Search the entries below for the word "enum" and copy every line where it appears.

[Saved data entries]
■ ■ ■
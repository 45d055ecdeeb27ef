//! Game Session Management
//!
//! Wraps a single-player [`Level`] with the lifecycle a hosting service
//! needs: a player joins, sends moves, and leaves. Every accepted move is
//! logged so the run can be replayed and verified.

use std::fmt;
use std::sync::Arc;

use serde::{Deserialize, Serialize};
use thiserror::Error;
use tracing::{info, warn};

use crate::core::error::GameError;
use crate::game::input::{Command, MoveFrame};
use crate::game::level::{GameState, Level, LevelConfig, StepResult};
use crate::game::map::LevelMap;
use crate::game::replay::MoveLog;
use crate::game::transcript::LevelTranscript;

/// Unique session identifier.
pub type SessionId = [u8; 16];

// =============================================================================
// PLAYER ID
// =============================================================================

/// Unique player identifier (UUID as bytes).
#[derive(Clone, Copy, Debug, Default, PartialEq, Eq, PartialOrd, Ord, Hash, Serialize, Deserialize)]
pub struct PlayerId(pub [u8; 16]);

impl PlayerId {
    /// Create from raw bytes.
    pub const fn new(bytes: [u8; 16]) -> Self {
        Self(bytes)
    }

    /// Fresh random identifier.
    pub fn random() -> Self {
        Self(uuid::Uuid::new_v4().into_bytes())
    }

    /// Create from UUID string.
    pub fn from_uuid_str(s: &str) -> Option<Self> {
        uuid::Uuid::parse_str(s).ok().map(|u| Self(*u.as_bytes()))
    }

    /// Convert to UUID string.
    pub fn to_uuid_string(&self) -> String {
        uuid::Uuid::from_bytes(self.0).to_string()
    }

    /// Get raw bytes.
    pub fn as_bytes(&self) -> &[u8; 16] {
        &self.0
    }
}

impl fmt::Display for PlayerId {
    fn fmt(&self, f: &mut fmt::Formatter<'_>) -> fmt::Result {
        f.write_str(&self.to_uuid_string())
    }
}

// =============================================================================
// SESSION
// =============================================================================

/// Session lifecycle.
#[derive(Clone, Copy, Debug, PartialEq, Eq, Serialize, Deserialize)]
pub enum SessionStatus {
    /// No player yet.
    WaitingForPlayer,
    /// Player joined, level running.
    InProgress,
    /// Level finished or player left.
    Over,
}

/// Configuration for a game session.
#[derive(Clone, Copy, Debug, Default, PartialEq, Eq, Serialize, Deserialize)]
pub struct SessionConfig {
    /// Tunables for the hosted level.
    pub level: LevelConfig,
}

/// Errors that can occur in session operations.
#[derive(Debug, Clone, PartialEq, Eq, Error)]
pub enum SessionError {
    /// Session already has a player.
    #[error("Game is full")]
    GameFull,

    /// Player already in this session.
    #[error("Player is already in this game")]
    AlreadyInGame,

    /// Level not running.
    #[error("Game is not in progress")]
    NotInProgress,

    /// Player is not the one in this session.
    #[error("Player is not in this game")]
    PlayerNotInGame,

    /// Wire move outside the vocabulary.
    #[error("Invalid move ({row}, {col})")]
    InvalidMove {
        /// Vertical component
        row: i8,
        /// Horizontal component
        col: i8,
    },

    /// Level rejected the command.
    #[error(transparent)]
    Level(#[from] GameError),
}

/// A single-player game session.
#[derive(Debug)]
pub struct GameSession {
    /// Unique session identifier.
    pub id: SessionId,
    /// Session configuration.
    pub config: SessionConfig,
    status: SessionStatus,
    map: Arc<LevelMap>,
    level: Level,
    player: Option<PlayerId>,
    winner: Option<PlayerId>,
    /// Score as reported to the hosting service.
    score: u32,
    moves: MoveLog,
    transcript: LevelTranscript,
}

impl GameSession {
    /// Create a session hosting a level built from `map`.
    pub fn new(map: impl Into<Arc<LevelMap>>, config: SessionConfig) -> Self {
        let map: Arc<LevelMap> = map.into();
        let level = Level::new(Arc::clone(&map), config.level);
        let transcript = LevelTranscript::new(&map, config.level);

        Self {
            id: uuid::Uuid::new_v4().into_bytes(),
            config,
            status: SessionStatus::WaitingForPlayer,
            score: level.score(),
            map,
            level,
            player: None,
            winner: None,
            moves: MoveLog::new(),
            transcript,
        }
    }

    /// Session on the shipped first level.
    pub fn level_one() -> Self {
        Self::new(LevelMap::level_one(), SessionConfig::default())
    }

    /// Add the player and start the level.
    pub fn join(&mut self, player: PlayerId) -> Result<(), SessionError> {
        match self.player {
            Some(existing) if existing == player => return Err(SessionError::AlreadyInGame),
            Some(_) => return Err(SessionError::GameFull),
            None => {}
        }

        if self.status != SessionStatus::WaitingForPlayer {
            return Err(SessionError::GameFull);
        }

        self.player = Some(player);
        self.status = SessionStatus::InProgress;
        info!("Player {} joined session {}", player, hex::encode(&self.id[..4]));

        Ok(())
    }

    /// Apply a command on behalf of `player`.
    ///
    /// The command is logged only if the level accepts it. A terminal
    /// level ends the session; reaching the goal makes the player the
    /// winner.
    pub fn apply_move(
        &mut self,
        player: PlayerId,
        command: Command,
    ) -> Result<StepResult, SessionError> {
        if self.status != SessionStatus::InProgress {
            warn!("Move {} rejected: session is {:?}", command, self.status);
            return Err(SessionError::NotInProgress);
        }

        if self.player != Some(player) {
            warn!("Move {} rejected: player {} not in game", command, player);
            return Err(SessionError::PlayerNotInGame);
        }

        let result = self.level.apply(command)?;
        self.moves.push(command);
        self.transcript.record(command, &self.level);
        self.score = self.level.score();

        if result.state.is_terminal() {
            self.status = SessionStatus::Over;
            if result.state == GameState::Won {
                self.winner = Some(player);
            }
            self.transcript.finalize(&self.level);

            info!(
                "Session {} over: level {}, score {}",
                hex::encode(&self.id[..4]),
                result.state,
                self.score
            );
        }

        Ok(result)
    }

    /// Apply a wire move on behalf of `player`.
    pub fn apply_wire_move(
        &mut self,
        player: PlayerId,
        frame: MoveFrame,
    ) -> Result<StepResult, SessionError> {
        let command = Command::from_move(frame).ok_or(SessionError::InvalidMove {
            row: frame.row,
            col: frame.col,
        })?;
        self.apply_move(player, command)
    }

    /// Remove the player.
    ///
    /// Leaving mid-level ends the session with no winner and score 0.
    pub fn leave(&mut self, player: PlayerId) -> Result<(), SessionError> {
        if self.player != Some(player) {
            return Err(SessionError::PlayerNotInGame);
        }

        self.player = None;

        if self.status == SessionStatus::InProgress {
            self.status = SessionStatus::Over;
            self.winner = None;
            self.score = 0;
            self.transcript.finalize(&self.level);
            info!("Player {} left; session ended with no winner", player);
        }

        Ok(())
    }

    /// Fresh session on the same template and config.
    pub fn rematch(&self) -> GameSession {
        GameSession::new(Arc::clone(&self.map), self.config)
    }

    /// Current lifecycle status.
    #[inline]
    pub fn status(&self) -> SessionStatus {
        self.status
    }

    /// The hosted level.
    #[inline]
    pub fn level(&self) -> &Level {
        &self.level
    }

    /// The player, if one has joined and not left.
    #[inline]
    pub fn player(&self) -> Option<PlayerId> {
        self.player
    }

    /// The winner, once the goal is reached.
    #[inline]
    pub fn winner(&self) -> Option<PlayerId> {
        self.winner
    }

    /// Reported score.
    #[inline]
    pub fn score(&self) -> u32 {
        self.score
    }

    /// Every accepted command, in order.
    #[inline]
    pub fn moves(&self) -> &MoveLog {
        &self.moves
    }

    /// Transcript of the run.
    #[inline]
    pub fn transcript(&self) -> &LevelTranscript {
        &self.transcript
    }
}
■ ■ ■
● RESPONSE TO THIS EXERCISE
pub enum SessionStatus {
pub enum SessionError {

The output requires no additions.